• [Your task]:
How do the lines below between the ones holding "(greeting, STARTTLS go-ahead)." and "dispatcher cares about.", inclusive, read? Give them again exactly, with no other lines.

*** Study material ***

//! SMTP commands, replies, and capability parsing (RFC 5321 subset).

use std::fmt;

use crate::error::DispatchError;

/// SMTP commands this client issues.
#[derive(Debug, Clone, PartialEq, Eq)]
pub enum Command {
    /// Extended HELLO with client identity.
    Ehlo(String),
    /// Start TLS negotiation.
    StartTls,
    /// Begin authentication.
    Auth {
        /// Mechanism name (LOGIN, PLAIN).
        mechanism: String,
        /// Optional initial response (base64).
        initial_response: Option<String>,
    },
    /// MAIL FROM command.
    MailFrom {
        /// Sender reverse-path, already bracketed.
        address: String,
    },
    /// RCPT TO command.
    RcptTo {
        /// Recipient forward-path, already bracketed.
        address: String,
    },
    /// DATA command.
    Data,
    /// Close the connection.
    Quit,
}

impl Command {
    /// Formats the command line without the trailing CRLF.
    pub fn to_wire(&self) -> String {
        match self {
            Command::Ehlo(domain) => format!("EHLO {domain}"),
            Command::StartTls => "STARTTLS".to_string(),
            Command::Auth {
                mechanism,
                initial_response,
            } => match initial_response {
                Some(response) => format!("AUTH {mechanism} {response}"),
                None => format!("AUTH {mechanism}"),
            },
            Command::MailFrom { address } => format!("MAIL FROM:{address}"),
            Command::RcptTo { address } => format!("RCPT TO:{address}"),
            Command::Data => "DATA".to_string(),
            Command::Quit => "QUIT".to_string(),
        }
    }
}

impl fmt::Display for Command {
    fn fmt(&self, f: &mut fmt::Formatter<'_>) -> fmt::Result {
        write!(f, "{}", self.to_wire())
    }
}

/// A parsed server reply.
#[derive(Debug, Clone, PartialEq, Eq)]
pub struct Reply {
    /// Three-digit status code.
    pub code: u16,
    /// Message lines, one per reply line.
    pub lines: Vec<String>,
}

impl Reply {
    /// Builds a reply directly (used by tests and mocks).
    pub fn new(code: u16, message: impl Into<String>) -> Self {
        Self {
            code,
            lines: vec![message.into()],
        }
    }

    /// Parses a reply from raw lines as read off the wire.
    pub fn parse(raw: &[String]) -> Result<Self, DispatchError> {
        if raw.is_empty() {
            return Err(DispatchError::Protocol("empty reply".to_string()));
        }

        let mut code = 0u16;
        let mut lines = Vec::with_capacity(raw.len());

        for (i, line) in raw.iter().enumerate() {
            // get() rather than indexing: a multibyte character straddling
            // the boundary must be a protocol error, not a panic.
            let parsed: u16 = line
                .get(..3)
                .and_then(|digits| digits.parse().ok())
                .ok_or_else(|| DispatchError::Protocol(format!("invalid reply code: {line}")))?;
            if i == 0 {
                code = parsed;
            } else if parsed != code {
                return Err(DispatchError::Protocol(
                    "inconsistent codes in multiline reply".to_string(),
                ));
            }
            lines.push(line.get(4..).unwrap_or("").to_string());
        }

        Ok(Self { code, lines })
    }

    /// True for 2xx replies.
    pub fn is_success(&self) -> bool {
        (200..300).contains(&self.code)
    }

    /// All message lines joined.
    pub fn message(&self) -> String {
        self.lines.join(" ")
    }

    /// Converts a non-success reply into the matching error kind.
    pub fn into_error(self) -> DispatchError {
        let message = self.message();
        match self.code {
            codes::AUTH_FAILED | codes::AUTH_REQUIRED => DispatchError::Authentication {
                code: self.code,
                message,
            },
            _ => DispatchError::Rejected {
                code: self.code,
                message,
            },
        }
    }
}

/// Reply codes this client distinguishes.
pub mod codes {
    /// Service ready (greeting, STARTTLS go-ahead).
    pub const SERVICE_READY: u16 = 220;
    /// Requested action completed.
    pub const OK: u16 = 250;
    /// Authentication succeeded.
    pub const AUTH_SUCCESS: u16 = 235;
    /// Server expects more authentication data.
    pub const AUTH_CONTINUE: u16 = 334;
    /// Start mail input.
    pub const START_MAIL_INPUT: u16 = 354;
    /// Authentication required.
    pub const AUTH_REQUIRED: u16 = 530;
    /// Authentication credentials invalid.
    pub const AUTH_FAILED: u16 = 535;
}

/// The subset of EHLO capabilities the dispatcher cares about.
#[derive(Debug, Clone, Default, PartialEq, Eq)]
pub struct Capabilities {
    /// STARTTLS advertised.
    pub starttls: bool,
    /// AUTH LOGIN advertised.
    pub auth_login: bool,
    /// AUTH PLAIN advertised.
    pub auth_plain: bool,
}

impl Capabilities {
    /// Scans an EHLO reply for the supported extensions.
    pub fn from_ehlo(reply: &Reply) -> Self {
        let mut caps = Self::default();
        for line in &reply.lines {
            let line = line.trim().to_uppercase();
            if line == "STARTTLS" {
                caps.starttls = true;
            } else if let Some(mechs) = line.strip_prefix("AUTH ") {
                for mech in mechs.split_whitespace() {
                    match mech {
                        "LOGIN" => caps.auth_login = true,
                        "PLAIN" => caps.auth_plain = true,
                        _ => {}
                    }
                }
            }
        }
        caps
    }
}

#[cfg(test)]
mod tests {
    use super::*;

    #[test]
    fn command_formatting() {
        assert_eq!(Command::Ehlo("localhost".into()).to_wire(), "EHLO localhost");
        assert_eq!(Command::StartTls.to_wire(), "STARTTLS");
        assert_eq!(
            Command::MailFrom {
                address: "<a@x.com>".into()
            }
            .to_wire(),
            "MAIL FROM:<a@x.com>"
        );
        assert_eq!(
            Command::Auth {
                mechanism: "LOGIN".into(),
                initial_response: None
            }
            .to_wire(),
            "AUTH LOGIN"
        );
        assert_eq!(
            Command::Auth {
                mechanism: "PLAIN".into(),
                initial_response: Some("AGEAYg==".into())
            }
            .to_wire(),
            "AUTH PLAIN AGEAYg=="
        );
    }

    #[test]
    fn reply_parse_single_line() {
        let reply = Reply::parse(&["250 OK".to_string()]).unwrap();
        assert_eq!(reply.code, 250);
        assert!(reply.is_success());
        assert_eq!(reply.message(), "OK");
    }

    #[test]
    fn reply_parse_multiline() {
        let raw = vec![
            "250-smtp.gmail.com at your service".to_string(),
            "250-STARTTLS".to_string(),
            "250 AUTH LOGIN PLAIN".to_string(),
        ];
        let reply = Reply::parse(&raw).unwrap();
        assert_eq!(reply.code, 250);
        assert_eq!(reply.lines.len(), 3);

        let caps = Capabilities::from_ehlo(&reply);
        assert!(caps.starttls);
        assert!(caps.auth_login);
        assert!(caps.auth_plain);
    }

    #[test]
    fn reply_parse_rejects_garbage() {
        assert!(Reply::parse(&[]).is_err());
        assert!(Reply::parse(&["xx".to_string()]).is_err());
        assert!(Reply::parse(&["abc hello".to_string()]).is_err());
    }

    #[test]
    fn reply_parse_rejects_multibyte_code_without_panicking() {
        // A two-byte character straddling the code boundary.
        let result = Reply::parse(&["25\u{e9} oops".to_string()]);
        assert!(matches!(result, Err(DispatchError::Protocol(_))));

        let result = Reply::parse(&["\u{1f4e7}".to_string()]);
        assert!(matches!(result, Err(DispatchError::Protocol(_))));
    }

    #[test]
    fn auth_failure_maps_to_authentication_error() {
        let reply = Reply::new(535, "5.7.8 Username and Password not accepted");
        match reply.into_error() {
            DispatchError::Authentication { code, .. } => assert_eq!(code, 535),
            other => panic!("unexpected error: {other}"),
        }
    }

    #[test]
    fn other_failure_maps_to_rejection() {
        let reply = Reply::new(550, "mailbox unavailable");
        match reply.into_error() {
            DispatchError::Rejected { code, .. } => assert_eq!(code, 550),
            other => panic!("unexpected error: {other}"),
        }
    }
}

*** End of Study material ***

• [Answer]:
    /// Service ready (greeting, STARTTLS go-ahead).
    pub const SERVICE_READY: u16 = 220;
    /// Requested action completed.
    pub const OK: u16 = 250;
    /// Authentication succeeded.
    pub const AUTH_SUCCESS: u16 = 235;
    /// Server expects more authentication data.
    pub const AUTH_CONTINUE: u16 = 334;
    /// Start mail input.
    pub const START_MAIL_INPUT: u16 = 354;
    /// Authentication required.
    pub const AUTH_REQUIRED: u16 = 530;
    /// Authentication credentials invalid.
    pub const AUTH_FAILED: u16 = 535;
}

/// The subset of EHLO capabilities the dispatcher cares about.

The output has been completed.